In terms of survivorship, exercise prescribed to patients with colon, breast, or prostate cancers has been linked to lengthened survival. However, not enough evidence exists regarding potential survival benefit in those with other types of cancer. On a related note, the ACSM recommends that all cancer survivors heed to general public health recommendations for physical activity, which is either 2.5 to 5.0 hours per week of moderate-intensity activity or 1.25 to 2.5 hours per week of vigorous activity.
Years ago, it was unclear to most that exercise is good for the heart, and now everybody knows this thanks to a paradigm shift. Similarly, the ACSM hopes for a paradigm shift in how providers, caregivers, and patients with cancer view exercise as beneficial and necessary in treatment.
“ACSM has just started a new initiative called Moving Through Cancer,” said Dr. Schmitz, “which focuses on increasing awareness of the value of exercise for cancer survivors, along with educating the cancer clinician workforce to refer, coordinate, and prescribe exercise; expanding opportunities to exercise; and shifting policy so that, by 2029, exercise is standard practice for all patients living with and beyond cancer.”
Importantly, any exercise regimen needs to be personalized to patient preference and functional status. Factors including age, cancer type/stage, adverse effects of treatment, and comorbidities should be taken into consideration.

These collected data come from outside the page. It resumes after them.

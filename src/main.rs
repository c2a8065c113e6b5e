use dex_wallet::*;

use anyhow::{Context, Result};
use async_trait::async_trait;
use clap::Parser;
use ethers::providers::{Http, Middleware, Provider};
use log::info;
use std::sync::Arc;

use abi::AbiEncoder;
use config::{Args, Command, Config};
use domain::time::validity_window;
use domain::{OrderRecord, OrderRequest, SignedTransaction, SubmissionReceipt};
use execution::{OrderBuilder, OrderSubmitter, TransactionBuilder};
use wallet::{Account, AddressProvider, ChainNonces, LocalSigner};

// ===============================
// DRY-RUN ORDER SUBMITTER
// ===============================

/// Prints the order instead of relaying it; the exchange relay is not
/// wired into the CLI.
struct PrintSubmitter;

#[async_trait]
impl OrderSubmitter for PrintSubmitter {
    async fn submit_order(
        &self,
        _account: &dyn Account,
        order: &OrderRecord,
    ) -> dex_wallet::Result<SubmissionReceipt> {
        let json = serde_json::to_string_pretty(order)
            .map_err(|e| WalletError::SubmissionFailed(e.to_string()))?;
        println!("{}", json);
        Ok(SubmissionReceipt {
            order_hash: None,
            accepted: false,
            message: Some("dry run, not relayed".to_string()),
        })
    }
}

// ===============================
// RPC + BUILDER
// ===============================

struct Chain {
    provider: Arc<Provider<Http>>,
    builder: TransactionBuilder,
}

impl Chain {
    fn connect(config: Arc<Config>, account: Arc<LocalSigner>) -> Result<Self> {
        let rpc_url = std::env::var("RPC_URL").context("RPC_URL missing in .env")?;
        let provider = Arc::new(Provider::<Http>::try_from(rpc_url.as_str())?);

        let builder = TransactionBuilder::new(
            config,
            Arc::new(AbiEncoder::new()?),
            Arc::new(ChainNonces::new(provider.clone())),
            account,
        );

        Ok(Self { provider, builder })
    }

    async fn finish(&self, signed: SignedTransaction, broadcast: bool) -> Result<()> {
        if !broadcast {
            println!("hash: {:?}", signed.hash);
            println!("raw:  {}", signed.to_hex());
            return Ok(());
        }

        let pending = self.provider.send_raw_transaction(signed.raw.clone()).await?;
        info!("📡 Broadcast {:?}", pending.tx_hash());
        println!("{:?}", pending.tx_hash());
        Ok(())
    }
}

#[tokio::main]
async fn main() -> Result<()> {
    dotenv::dotenv().ok();

    if std::env::var("RUST_LOG").is_err() {
        std::env::set_var("RUST_LOG", "info");
    }
    env_logger::init();

    let args = Args::parse();
    let config = Arc::new(Config::load(&args.config)?);

    // ===============================
    // SIGNER - READ FROM .ENV
    // ===============================
    let private_key = std::env::var("PRIVATE_KEY").context("PRIVATE_KEY missing in .env file")?;
    let account = Arc::new(LocalSigner::new(&private_key, config.chain_id)?);

    info!("🔑 Signer loaded: {:?} (chain {})", account.address(), config.chain_id);

    match args.command {
        Command::Transfer {
            to,
            symbol,
            amount,
            gas_price,
        } => {
            let chain = Chain::connect(config, account)?;
            let signed = chain.builder.transfer(to, &symbol, &amount, gas_price).await?;
            chain.finish(signed, args.broadcast).await?;
        }

        Command::Approve {
            symbol,
            amount,
            gas_price,
        } => {
            let chain = Chain::connect(config, account)?;
            let signed = chain.builder.approve(&symbol, amount, gas_price).await?;
            chain.finish(signed, args.broadcast).await?;
        }

        Command::Wrap { amount, gas_price } => {
            let chain = Chain::connect(config, account)?;
            let signed = chain.builder.wrap(&amount, gas_price).await?;
            chain.finish(signed, args.broadcast).await?;
        }

        Command::Unwrap { amount, gas_price } => {
            let chain = Chain::connect(config, account)?;
            let signed = chain.builder.unwrap(&amount, gas_price).await?;
            chain.finish(signed, args.broadcast).await?;
        }

        Command::Order {
            account_id,
            token_s,
            token_b,
            token_s_id,
            token_b_id,
            pub_key_x,
            pub_key_y,
            amount_s,
            amount_b,
            order_id,
            valid_days,
        } => {
            let (valid_since, valid_until) = validity_window(valid_days);
            let request = OrderRequest {
                owner: account.address(),
                account_id,
                token_s,
                token_b,
                token_s_id,
                token_b_id,
                trading_pub_key_x: pub_key_x,
                trading_pub_key_y: pub_key_y,
                trading_priv_key: std::env::var("TRADING_PRIV_KEY").unwrap_or_default(),
                amount_s,
                amount_b,
                order_id,
                valid_since: valid_since as f64,
                valid_until: valid_until as f64,
            };

            let orders = OrderBuilder::new(config, Arc::new(PrintSubmitter), account);
            let receipt = orders.submit_order(&request).await?;
            info!("📝 {}", receipt.message.unwrap_or_default());
        }
    }

    Ok(())
}
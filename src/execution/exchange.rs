use async_trait::async_trait;
use rust_decimal::Decimal;
use serde::{Deserialize, Serialize};
use std::sync::Arc;

use crate::domain::transaction::{OperationKind, RawTransaction, SignedTransaction};
use crate::execution::errors::Result;
use crate::logging::{log_failure, log_signed};
use crate::wallet::{Account, TransactionSigner};

/// Trading key pair issued by the exchange, as decimal strings.
#[derive(Debug, Clone, PartialEq, Eq, Serialize, Deserialize)]
#[serde(rename_all = "camelCase")]
pub struct TradingKeyPair {
    pub public_key_x: String,
    pub public_key_y: String,
    pub secret_key: String,
}

/// Unsigned account registration returned by the exchange protocol.
#[derive(Debug, Clone, PartialEq, Eq)]
pub struct AccountUpsert {
    pub raw_transaction: RawTransaction,
    pub key_pair: TradingKeyPair,
}

/// Signed registration plus the key pair, handed back to the caller.
#[derive(Debug, Clone, PartialEq, Eq)]
pub struct AccountUpdate {
    pub signed_transaction: SignedTransaction,
    pub key_pair: TradingKeyPair,
}

/// Exchange-side transaction construction. Amounts are passed through as
/// the caller wrote them; the protocol does its own scaling.
#[async_trait]
pub trait ExchangeProtocol: Send + Sync {
    async fn deposit(
        &self,
        account: &dyn Account,
        symbol: &str,
        amount: &str,
        gas_price_gwei: Decimal,
    ) -> Result<RawTransaction>;

    async fn withdraw(
        &self,
        account: &dyn Account,
        symbol: &str,
        amount: &str,
        gas_price_gwei: Decimal,
    ) -> Result<RawTransaction>;

    async fn create_or_update_account(
        &self,
        account: &dyn Account,
        password: &str,
        gas_price_gwei: Decimal,
    ) -> Result<AccountUpsert>;
}

/// Signs what the exchange protocol builds. No recovery: collaborator
/// errors reach the caller untouched.
pub struct ExchangeOperations {
    exchange: Arc<dyn ExchangeProtocol>,
    account: Arc<dyn Account>,
}

impl ExchangeOperations {
    pub fn new(exchange: Arc<dyn ExchangeProtocol>, account: Arc<dyn Account>) -> Self {
        Self { exchange, account }
    }

    pub async fn deposit_to_exchange(
        &self,
        symbol: &str,
        amount: &str,
        gas_price_gwei: Decimal,
    ) -> Result<SignedTransaction> {
        let kind = OperationKind::ExchangeDeposit;
        let raw = self
            .exchange
            .deposit(self.account.as_ref(), symbol, amount, gas_price_gwei)
            .await
            .map_err(|e| log_failure(kind, e))?;
        self.sign_raw(kind, &raw).await
    }

    pub async fn withdraw_from_exchange(
        &self,
        symbol: &str,
        amount: &str,
        gas_price_gwei: Decimal,
    ) -> Result<SignedTransaction> {
        let kind = OperationKind::ExchangeWithdraw;
        let raw = self
            .exchange
            .withdraw(self.account.as_ref(), symbol, amount, gas_price_gwei)
            .await
            .map_err(|e| log_failure(kind, e))?;
        self.sign_raw(kind, &raw).await
    }

    pub async fn upsert_exchange_account(
        &self,
        password: &str,
        gas_price_gwei: Decimal,
    ) -> Result<AccountUpdate> {
        let kind = OperationKind::AccountUpsert;
        let upsert = self
            .exchange
            .create_or_update_account(self.account.as_ref(), password, gas_price_gwei)
            .await
            .map_err(|e| log_failure(kind, e))?;
        let signed_transaction = self.sign_raw(kind, &upsert.raw_transaction).await?;
        Ok(AccountUpdate {
            signed_transaction,
            key_pair: upsert.key_pair,
        })
    }

    async fn sign_raw(
        &self,
        kind: OperationKind,
        raw: &RawTransaction,
    ) -> Result<SignedTransaction> {
        let signed = self
            .account
            .sign_raw(raw)
            .await
            .map_err(|e| log_failure(kind, e))?;
        log_signed(kind, &signed);
        Ok(signed)
    }
}
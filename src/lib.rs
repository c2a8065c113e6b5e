//! Transaction and order construction for a DEX wallet client.
//!
//! Human decimal amounts are scaled to exact base units, protocol fields
//! are filled from an injected [`config::TokenRegistry`], and signing is
//! delegated to a [`wallet::TransactionSigner`].

pub mod abi;
pub mod config;
pub mod domain;
pub mod execution;
mod logging;
pub mod wallet;

pub use execution::{Result, WalletError};
//! Integration test harness: builds throwaway package trees, runs them
//! through the engine, and records the emitted event stream.

use std::path::PathBuf;

use tempfile::TempDir;
use tokio_util::sync::CancellationToken;

use wireit::{
    analyzer::Analyzer,
    cache::{Cache, LocalCache},
    event::{self, Event, FailureReason, SuccessReason},
    executor::{ExecuteOptions, ExecutionResult, Executor},
    fs::Fs,
    manifest::ManifestReader,
    script::ScriptRef,
    service::ServiceSupervisor,
};

pub mod engine;
pub mod executor;
pub mod service;
pub mod watch;

/// A throwaway package tree.
pub struct TestRig {
    _temp: TempDir,
    pub package: PathBuf,
}

impl TestRig {
    pub fn new() -> Self {
        let temp = TempDir::new().expect("create temporary directory");
        let package = temp
            .path()
            .canonicalize()
            .expect("canonicalize temporary directory");
        Self {
            _temp: temp,
            package,
        }
    }

    pub fn manifest(&self, value: serde_json::Value) {
        self.manifest_in(".", value);
    }

    pub fn manifest_in(&self, rel: &str, value: serde_json::Value) {
        let dir = self.package.join(rel);
        std::fs::create_dir_all(&dir).expect("create package directory");
        std::fs::write(
            dir.join("package.json"),
            serde_json::to_string_pretty(&value).expect("serialize manifest"),
        )
        .expect("write manifest");
    }

    pub fn write(&self, rel: &str, content: &str) {
        let path = self.package.join(rel);
        if let Some(parent) = path.parent() {
            std::fs::create_dir_all(parent).expect("create parent directory");
        }
        std::fs::write(path, content).expect("write file");
    }

    pub fn read(&self, rel: &str) -> Option<String> {
        std::fs::read_to_string(self.package.join(rel)).ok()
    }

    pub fn exists(&self, rel: &str) -> bool {
        self.package.join(rel).exists()
    }

    /// Number of lines in a run-witness file (0 if it doesn't exist).
    pub fn line_count(&self, rel: &str) -> usize {
        self.read(rel).map_or(0, |content| content.lines().count())
    }

    pub fn script(&self, name: &str) -> ScriptRef {
        ScriptRef::new(&self.package, name)
    }
}

/// An executor wired to a fresh analysis of the rig, plus a collector for
/// everything it emits.
pub struct Session {
    pub executor: Executor,
    pub root: ScriptRef,
    collector: tokio::task::JoinHandle<Vec<Event>>,
    pub cancel: CancellationToken,
}

impl Session {
    pub async fn build(rig: &TestRig, name: &str, options: ExecuteOptions) -> Self {
        let fs = Fs::default();
        let analyzer = Analyzer::new(ManifestReader::new(fs.clone()), fs.clone());
        let root = rig.script(name);
        let graph = analyzer
            .analyze(&root, &[])
            .await
            .expect("analysis io")
            .expect("analysis must succeed");

        let (events, mut receiver) = event::channel();
        let collector = tokio::spawn(async move {
            let mut out = Vec::new();
            while let Some(event) = receiver.recv().await {
                out.push(event);
            }
            out
        });

        let cancel = CancellationToken::new();
        let supervisor = ServiceSupervisor::new(events.clone(), cancel.child_token());
        let executor = Executor::new(
            graph,
            fs.clone(),
            Some(Cache::Local(LocalCache::new(fs))),
            events,
            supervisor,
            options,
            cancel.clone(),
        );
        Self {
            executor,
            root,
            collector,
            cancel,
        }
    }

    /// Run the root to completion, wind services down, and return the
    /// result with every event emitted along the way.
    pub async fn finish(self) -> (ExecutionResult, Vec<Event>) {
        let result = self.executor.execute(&self.root).await;
        self.executor.supervisor().shutdown_all().await;
        drop(self.executor);
        let events = self.collector.await.expect("join collector");
        (result, events)
    }
}

/// Run one script to completion with the given options.
pub async fn execute(
    rig: &TestRig,
    name: &str,
    options: ExecuteOptions,
) -> (ExecutionResult, Vec<Event>) {
    Session::build(rig, name, options).await.finish().await
}

/// The success events, as (script name, reason) pairs in emission order.
pub fn successes(events: &[Event]) -> Vec<(String, SuccessReason)> {
    events
        .iter()
        .filter_map(|event| match event {
            Event::Success { script, reason } => Some((script.name.clone(), *reason)),
            _ => None,
        })
        .collect()
}

/// The failure events, as (script name, reason) pairs in emission order.
pub fn failures(events: &[Event]) -> Vec<(String, FailureReason)> {
    events
        .iter()
        .filter_map(|event| match event {
            Event::Failure { script, reason, .. } => Some((script.name.clone(), *reason)),
            _ => None,
        })
        .collect()
}

/// The success reason recorded for one script, if any.
pub fn success_reason(events: &[Event], name: &str) -> Option<SuccessReason> {
    successes(events)
        .into_iter()
        .find(|(script, _)| script == name)
        .map(|(_, reason)| reason)
}

/// Concatenated stdout replayed or streamed for one script.
pub fn stdout_of(events: &[Event], name: &str) -> Vec<u8> {
    events
        .iter()
        .filter_map(|event| match event {
            Event::Output { script, stream, chunk }
                if script.name == name && *stream == event::OutputStream::Stdout =>
            {
                Some(chunk.clone())
            }
            _ => None,
        })
        .flatten()
        .collect()
}

/// Poll until `predicate` holds or the timeout elapses.
pub async fn wait_until(mut predicate: impl FnMut() -> bool, timeout: std::time::Duration) -> bool {
    let deadline = tokio::time::Instant::now() + timeout;
    loop {
        if predicate() {
            return true;
        }
        if tokio::time::Instant::now() >= deadline {
            return false;
        }
        tokio::time::sleep(std::time::Duration::from_millis(25)).await;
    }
}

Lots of people with cancer don’t exercise. These patients should be advised to try some type of physical activity as a means to improve their health. Simply going from no exercise to some exercise is a great improvement. The ACSM recommends that all physicians ask their patients with cancer about physical activity, and if inadequate, recommend more.
“Even if that is all providers have time to do, it demonstrates to patients that physical activity is an important part of managing their health and lays out the expectation that being physically active is healthier than being sedentary,” said Dr. Schmitz. “This is true even for patients with advanced disease and those experiencing limitations, although those cancer patients will need a medically supervised program.”
Physicians are busy professionals. Unpacking the benefit of exercise for your patients will take precious minutes. However, many patients with cancer enjoy exercise programs greatly, and appreciate the guidance in retrospect. Focusing on exercise can be a productive and empowering portion of the clinical encounter.
In interested in learning more, the Moving Through Cancer initiative’s website provides ample information on high-quality exercise programs and answers to frequently asked questions. Keep in mind that physicians need to refer patients to exercise programs, with most exercise programs requiring physician approval.